Não surpreende que o percurso por loci institucionais modernos active de forma mais nítida na autora um discurso também moderno: o feminista. Como não surpreende que ele ocorra sobretudo em situações reactivas, num país em que os homens "em mim só vêem uma mulher, e isso é quase nada" (p. 168). Tudo isto ganha resolução ético-política numa passagem esclarecedora: "Tudo neste mundo desafia a capacidade relativizadora da antropologia pós-pós-colonialista. É um mundo activamente tribal, em que os dóceis, os diferentes, os homossexuais e as mulheres pagam um alto preço para continuarem vivos, e muitas vezes morrem" (p. 170). Não é que ALC não saiba praticar a difícil modéstia da descrição etnográfica, por exemplo a propósito do pão espalmado local: "O pão, aqui, é mesa, prato e talher" (p. 122). O ponto é contudo o carácter inevitável (e muito reconhecível no discurso feminista ocidental) do apelo às virtudes cognitivas, e ético-políticas, do etnocentrismo: enquanto feminista, i.e, liberal burguesa e pós-moderna (parafraseio Rorty), ALC não consegue deixar de rejeitar as implicações políticas do relativismo. E é este o ponto em que a jornalista reserva a um "caderno afegão" que será um livro de "literatura de viagens" o que não confia a um bloco-notas publicável neste jornal, já que a ética do repórter é, ao invés, relativista...
ALC parece ver a saída para este "desgosto afegão" numa espécie de encontro imediado com a Natureza, e daí a inteligência com que a visita aos Budas de Bamyan e ao lago de Band-e-Amir surge no final de viagem e livro. Na viagem para Bamyan a Natureza vai emergindo da civilização, assim que o mundo das cidades desaparece. As mulheres andam aí com a cara descoberta - como na Natureza deveria ser - e "Como na índia, são [elas] que dão cor à paisagem. A paisagem está quieta e elas estão em movimento. É uma cena viva" (p. 294). Ou ainda: "Nada fere a vista. Tudo é um todo" (p. 295). E, por fim: "Akil quase canta, e nós também. O mundo é grande, estamos vivos, que privilégio" (p. id.).
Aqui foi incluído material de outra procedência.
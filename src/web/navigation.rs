//! The post-navigation hook for live-session sockets.

use url::Url;

use crate::attrs::Attrs;
use crate::carrier::Params;
use crate::config::Config;
use crate::resolver::resolve;
use crate::socket::Socket;

use super::plug::{localize, Flow};

/// Hook run after every client-side navigation.
///
/// Navigation events carry raw path parameters and the new URL but no
/// request headers, so header-based sources always resolve to absent here.
/// The socket's session is read-only; nothing is persisted.
///
/// # Examples
///
/// ```
/// use request_locale::web::{Flow, NavigationHook};
/// use request_locale::{store, Attrs, Config, Params, SessionMap, Socket};
///
/// let hook = NavigationHook::new(Config::default());
/// let socket = Socket::mount("sock-1", SessionMap::new());
///
/// let flow = hook.handle_params(
///     Params::new(),
///     "https://shop.example/products?locale=it-CH",
///     socket,
///     &Attrs::new(),
/// );
///
/// let Flow::Cont(socket) = flow else { panic!("navigation never halts") };
/// assert_eq!(store::fetch(&socket, "locale").unwrap(), "it-CH");
/// ```
#[derive(Debug, Clone, Default)]
pub struct NavigationHook {
    config: Config,
    attrs: Attrs,
}

impl NavigationHook {
    /// Creates a hook with the given configuration.
    pub fn new(config: Config) -> Self {
        Self {
            config,
            attrs: Attrs::new(),
        }
    }

    /// Sets the precompiled attributes consulted by the `attrs` source.
    pub fn with_attrs(mut self, attrs: Attrs) -> Self {
        self.attrs = attrs;
        self
    }

    /// Updates the socket from a navigation event and re-resolves its attributes.
    ///
    /// The URL supplies host and query parameters. An unparseable URL clears
    /// both rather than failing. `extra` overrides apply after every
    /// configured source, as with the request hook. Always returns
    /// [`Flow::Cont`].
    pub fn handle_params(
        &self,
        params: Params,
        url: &str,
        mut socket: Socket,
        extra: &Attrs,
    ) -> Flow<Socket> {
        let (host, query) = split_url(url);
        socket.set_path_params(params);
        socket.set_host(host);
        socket.set_query_params(query);

        let resolved = resolve(&socket, &self.config, &self.attrs, extra);
        Flow::Cont(localize(socket, &resolved))
    }
}

/// Recovers host and decoded query parameters; later duplicates win.
fn split_url(raw: &str) -> (Option<String>, Params) {
    match Url::parse(raw) {
        Ok(url) => {
            let host = url.host_str().map(str::to_string);
            let query = url.query_pairs().into_owned().collect();
            (host, query)
        }
        Err(err) => {
            tracing::debug!(url = raw, error = %err, "navigation URL did not parse");
            (None, Params::new())
        }
    }
}

#[cfg(test)]
mod tests {
    use super::*;
    use crate::carrier::Carrier;
    use crate::config::{Field, FieldConfig};
    use crate::session::{SessionMap, DEFAULT_SESSION_KEY};
    use crate::source::Source;
    use crate::store;
    use serde_json::json;

    fn cont(flow: Flow<Socket>) -> Socket {
        match flow {
            Flow::Cont(socket) => socket,
            Flow::Halt(_) => panic!("navigation hook halted"),
        }
    }

    #[test]
    fn split_url_decodes_query() {
        let (host, query) = split_url("https://example.com:8443/a?locale=fr%2DCH&x=1&x=2");
        assert_eq!(host.as_deref(), Some("example.com"));
        assert_eq!(query.get("locale").map(String::as_str), Some("fr-CH"));
        assert_eq!(query.get("x").map(String::as_str), Some("2"));
    }

    #[test]
    fn malformed_url_degrades_to_absent() {
        let (host, query) = split_url("not a url");
        assert!(host.is_none());
        assert!(query.is_empty());
    }

    #[test]
    fn path_params_and_host_feed_resolution() {
        let mut params = Params::new();
        params.insert("locale".to_string(), "ro".to_string());

        let socket = cont(NavigationHook::new(Config::default()).handle_params(
            params,
            "https://ro.example.org/acasa",
            Socket::mount("sock-1", SessionMap::new()),
            &Attrs::new(),
        ));

        assert_eq!(store::fetch(&socket, "locale").unwrap(), &json!("ro"));
        assert_eq!(socket.host(), Some("ro.example.org"));
        assert_eq!(socket.assigns().get("locale"), Some(&json!("ro")));
    }

    #[test]
    fn session_captured_at_mount_is_a_source() {
        let mut session = SessionMap::new();
        session.insert(DEFAULT_SESSION_KEY.to_string(), json!({"region": "NZ"}));

        let config = Config::default().with_field(
            Field::Region,
            FieldConfig::for_field(Field::Region).with_sources([Source::Query, Source::Session]),
        );

        let socket = cont(NavigationHook::new(config).handle_params(
            Params::new(),
            "https://example.org/",
            Socket::mount("sock-1", session),
            &Attrs::new(),
        ));

        assert_eq!(store::fetch(&socket, Field::Region.as_str()).unwrap(), &json!("NZ"));
    }

    #[test]
    fn extra_overrides_fill_gaps() {
        let extra: Attrs = [("language", "mi")].into_iter().collect();

        let socket = cont(NavigationHook::new(Config::default()).handle_params(
            Params::new(),
            "::",
            Socket::mount("sock-1", SessionMap::new()),
            &extra,
        ));

        assert_eq!(store::fetch(&socket, "language").unwrap(), &json!("mi"));
        assert!(store::get_key(&socket, "locale").is_none());
    }

    #[test]
    fn stale_query_is_replaced_on_navigation() {
        let config = Config::default().with_field(
            Field::Locale,
            FieldConfig::for_field(Field::Locale).with_sources([Source::Query]),
        );
        let hook = NavigationHook::new(config);
        let socket = cont(hook.handle_params(
            Params::new(),
            "https://example.org/?locale=fr",
            Socket::mount("sock-1", SessionMap::new()),
            &Attrs::new(),
        ));
        let socket = cont(hook.handle_params(
            Params::new(),
            "https://example.org/?locale=de",
            socket,
            &Attrs::new(),
        ));

        assert_eq!(store::fetch(&socket, "locale").unwrap(), &json!("de"));
    }

    #[test]
    fn previous_assign_outranks_new_query_in_default_order() {
        let hook = NavigationHook::new(Config::default());
        let socket = cont(hook.handle_params(
            Params::new(),
            "https://example.org/?locale=fr",
            Socket::mount("sock-1", SessionMap::new()),
            &Attrs::new(),
        ));
        let socket = cont(hook.handle_params(
            Params::new(),
            "https://example.org/?locale=de",
            socket,
            &Attrs::new(),
        ));

        assert_eq!(store::fetch(&socket, "locale").unwrap(), &json!("fr"));
    }
}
O perfume triunfa enfim sobre o fedor, mas à custa da "fuga às cidades", onde como sabemos as figuras do todo são de harmonia difícil: porque são políticas, tanto quanto estéticas, exactamente como, mas ao invés, a "cena viva" da natureza afegã é política por ser só estética. Ou seja: por ser uma epifania individual não traduzível já em emancipação, apesar de todas as (belas) aparências em contrário.